La Cour suprême des États-Unis a rendu une décision historique dans l’affaire Chiles c. Salazar, modifiant considérablement la compréhension juridique du discours médical. La décision 8-1 affirme que la thérapie par la parole, y compris les pratiques controversées comme la « thérapie de conversion », est principalement une parole protégée par le premier amendement, et non une conduite médicale soumise à la réglementation de l’État.
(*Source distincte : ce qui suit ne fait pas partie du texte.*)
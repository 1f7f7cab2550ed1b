//! Errors returned by firing, activation and deactivation.

use crate::builder::error::ConfigurationError;
use crate::core::ParameterError;
use crate::graph::ResolutionError;
use thiserror::Error;

/// Failure of a machine operation.
///
/// A failed fire leaves the current state untouched.
#[derive(Debug, Clone, Error, PartialEq)]
pub enum MachineError {
    #[error(transparent)]
    Resolution(#[from] ResolutionError),

    #[error(transparent)]
    Parameters(#[from] ParameterError),

    #[error(transparent)]
    Configuration(#[from] ConfigurationError),

    #[error("{0}")]
    InvalidOperation(String),
}

impl MachineError {
    /// A synchronous entry point met an asynchronous callback.
    pub(crate) fn async_required(context: &str) -> Self {
        Self::InvalidOperation(format!(
            "Cannot execute asynchronous action specified in {context}. \
             Use asynchronous version of Fire [fire_async]"
        ))
    }

    /// Same as [`async_required`](Self::async_required) for the activation path.
    pub(crate) fn async_activation_required(context: &str, entry_point: &str) -> Self {
        Self::InvalidOperation(format!(
            "Cannot execute asynchronous action specified in {context}. \
             Use asynchronous version of {entry_point}"
        ))
    }
}

pub type MachineResult<T> = Result<T, MachineError>;
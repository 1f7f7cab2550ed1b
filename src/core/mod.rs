//! Core value types shared by the graph and the execution engine.
//!
//! - State and trigger keys via the [`State`] and [`Trigger`] traits
//! - Type-erased trigger arguments ([`Args`])
//! - Guard predicates with accumulated failure descriptions ([`Guard`])
//! - The [`Transition`] value handed to callbacks
//! - Trigger signatures for argument validation
//!
//! Nothing in this module performs side effects.

pub mod args;
pub mod guard;
pub mod signature;
pub mod state;
pub mod transition;

pub use args::{Arg, Args, IntoArgs};
pub use guard::{Guard, GuardCondition, IntoGuard};
pub use signature::{
    ArgType, ParameterError, ParameterList, SignatureRegistry, TriggerSignature,
    TriggerWithParameters,
};
pub use state::{State, Trigger};
pub use transition::Transition;
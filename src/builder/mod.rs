//! Builder API for configuring state machines.
//!
//! [`StateMachineBuilder`] chooses the state storage and firing mode;
//! [`StateConfiguration`] declares everything about one state. Structural
//! rules are enforced as each call is made, so an invalid graph is rejected
//! at the line that would create it.

pub mod configuration;
pub mod error;
pub mod machine;
pub mod macros;

pub use configuration::StateConfiguration;
pub use error::{BuildError, ConfigurationError};
pub use machine::StateMachineBuilder;
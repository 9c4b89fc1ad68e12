//! Task intake endpoint

use crate::CoordinatorClient;
use crate::error::{ClientError, Result};
use drill_core::domain::task::Task;
use drill_core::dto::response::ConsumeTaskResponse;

/// Path the worker polls for its next task
pub const CONSUME_PATH: &str = "/api/v1/worker/task/consume";

impl CoordinatorClient {
    /// Ask the coordinator for the next pending task
    ///
    /// # Returns
    /// `Ok(None)` when nothing is pending; an `ApiError` when the coordinator
    /// answers with a non-zero code.
    pub async fn consume_task(&self) -> Result<Option<Task>> {
        let response = self.client.get(self.url(CONSUME_PATH)).send().await?;
        let body: ConsumeTaskResponse = self.handle_response(response).await?;

        if body.code != 0 {
            return Err(ClientError::ApiError {
                status: 200,
                message: format!("code {}: {}", body.code, body.msg),
            });
        }

        Ok(body.data)
    }
}
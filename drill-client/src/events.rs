//! Status event endpoint

use crate::CoordinatorClient;
use crate::error::Result;
use drill_core::dto::event::EventEnvelope;
use drill_core::dto::response::Ack;

/// Path of the coordinator's single update endpoint
pub const UPDATE_PATH: &str = "/api/v1/worker/task/update";

impl CoordinatorClient {
    /// Post one task or step event to the coordinator
    ///
    /// # Returns
    /// The coordinator's acknowledgement. A non-zero `code` is returned as-is;
    /// only transport and HTTP status failures are errors.
    pub async fn post_event(&self, envelope: &EventEnvelope) -> Result<Ack> {
        let response = self
            .client
            .post(self.url(UPDATE_PATH))
            .json(envelope)
            .send()
            .await?;

        self.handle_response(response).await
    }
}
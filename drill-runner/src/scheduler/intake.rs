//! Task intake
//!
//! Periodically asks the coordinator for pending tasks and appends them to
//! the inbox. Intake is the only writer of the inbox in a running worker;
//! the dispatcher drains it independently.

use anyhow::{Context, Result};
use drill_client::CoordinatorClient;
use std::sync::Arc;
use tokio::time::{self, Duration};
use tracing::{debug, error, info};

use crate::repository::Inbox;

/// Upper bound on tasks taken from the coordinator in one cycle
const MAX_TASKS_PER_CYCLE: usize = 32;

/// Polls the coordinator and feeds the inbox
pub struct TaskIntake {
    client: CoordinatorClient,
    inbox: Arc<Inbox>,
    interval: Duration,
}

impl TaskIntake {
    pub fn new(client: CoordinatorClient, inbox: Arc<Inbox>, interval: Duration) -> Self {
        Self {
            client,
            inbox,
            interval,
        }
    }

    /// Starts the polling loop
    pub async fn run(self) {
        info!("Starting task intake (interval: {:?})", self.interval);

        let mut interval = time::interval(self.interval);
        interval.set_missed_tick_behavior(time::MissedTickBehavior::Delay);

        loop {
            interval.tick().await;

            debug!("Polling coordinator for tasks");
            match self.poll_once().await {
                Ok(queued) if queued > 0 => info!("Queued {} task(s) this cycle", queued),
                Ok(_) => {}
                Err(e) => error!("Error during intake cycle: {:#}", e),
            }
        }
    }

    /// Performs a single poll cycle
    ///
    /// Consumes tasks until the coordinator has none left (or the per-cycle
    /// cap is hit) and returns how many were queued.
    pub async fn poll_once(&self) -> Result<usize> {
        let mut queued = 0;

        while queued < MAX_TASKS_PER_CYCLE {
            let Some(task) = self
                .client
                .consume_task()
                .await
                .context("Failed to consume task")?
            else {
                break;
            };

            let record_id = self
                .inbox
                .push(&task)
                .with_context(|| format!("Failed to queue task {}", task.task_id))?;
            debug!(task_id = task.task_id, record_id, "Queued task from coordinator");
            queued += 1;
        }

        Ok(queued)
    }
}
Ce changement pourrait avoir des conséquences considérables sur la manière dont les soins médicaux prodigués par la parole sont régis, soulevant des questions sur la sécurité des patients, les normes professionnelles et l’autorité des États à réglementer les pratiques néfastes.
Le cœur de la décision
Pendant des décennies, les tribunaux ont traité la parole dans le cadre des soins médicaux comme une conduite, permettant aux États de la réglementer comme toute autre pratique médicale. La majorité de la Cour soutient désormais que la thérapie par la parole est fondamentalement une thérapie par la parole, ce qui rend les restrictions sur les messages d’un thérapeute potentiellement inconstitutionnelles. L’affaire trouve son origine dans une loi du Colorado interdisant la « thérapie de conversion » – une pratique démystifiée visant à modifier l’orientation sexuelle ou l’identité de genre – pour les mineurs.
La décision de la Cour n’annule pas immédiatement toutes les interdictions des thérapies de conversion, mais elle élève les normes juridiques pour leur application. La loi du Colorado sera désormais examinée sous « un examen strict », le plus haut niveau de contrôle judiciaire, ce qui rendra sa survie peu probable. Cela ouvre également la porte à des contestations judiciaires contre des lois similaires dans les 23 États et à Washington qui interdisent actuellement cette pratique.
Pourquoi c’est important : un impact plus large
Cette décision ne concerne pas seulement la thérapie de conversion. Cela crée un précédent qui pourrait remettre en question la surveillance par l’État de toute pratique médicale fortement dépendante de la parole. La décision de la Cour brouille la frontière entre la conduite médicale et l’expression protégée, créant une incertitude quant aux autres thérapies ou traitements qui pourraient désormais être soustraits à la réglementation.
“Cela enlève à un État la capacité d’identifier [et de réglementer] une forme de thérapie comme étant nocive et inefficace.” – Jennifer Bard, professeur de droit de la santé à l’Université de Cincinnati
Ce changement fait craindre que les soins fondés sur des données probantes pourraient être compromis. Si les États peinent à faire respecter les normes relatives aux thérapies basées sur la parole, les patients pourraient être exposés à des traitements manquant de crédibilité scientifique, ce qui pourrait éroder la confiance dans la profession médicale. La décision complique également la capacité de tenir les thérapeutes responsables des préjudices causés par des pratiques inefficaces ou dangereuses.
La dissidence et les retombées potentielles
L’opinion dissidente du juge Ketanji Brown Jackson a vivement critiqué la majorité, avertissant que la décision crée une « pente glissante ». Elle a fait valoir que la Cour démantelait une longue tradition de réglementation étatique des soins de santé, laissant potentiellement les patients vulnérables.
La décision fait écho aux récentes décisions de la Cour suprême sur l’avortement (Dobbs c. Jackson Women’s Health Organization ) et les soins d’affirmation de genre (États-Unis c. Skrmetti ), signalant un modèle d’intervention judiciaire dans la politique médicale. Les experts suggèrent que cette tendance reflète un effort plus large visant à donner aux États le pouvoir de dicter les pratiques de soins de santé, indépendamment du consensus médical.
Conclusion
La décision de la Cour suprême dans l’affaire Chiles c. Salazar représente un changement fondamental dans la façon dont le discours médical est légalement compris. Même si l’impact immédiat concerne l’interdiction des thérapies de conversion, la décision crée un précédent qui pourrait remodeler la réglementation nationale des soins de santé, soulevant des inquiétudes quant à la sécurité des patients et à l’érosion des pratiques fondées sur des preuves. Le paysage juridique est désormais incertain et de nouveaux litiges sont probables alors que les États sont aux prises avec les implications de cette décision historique.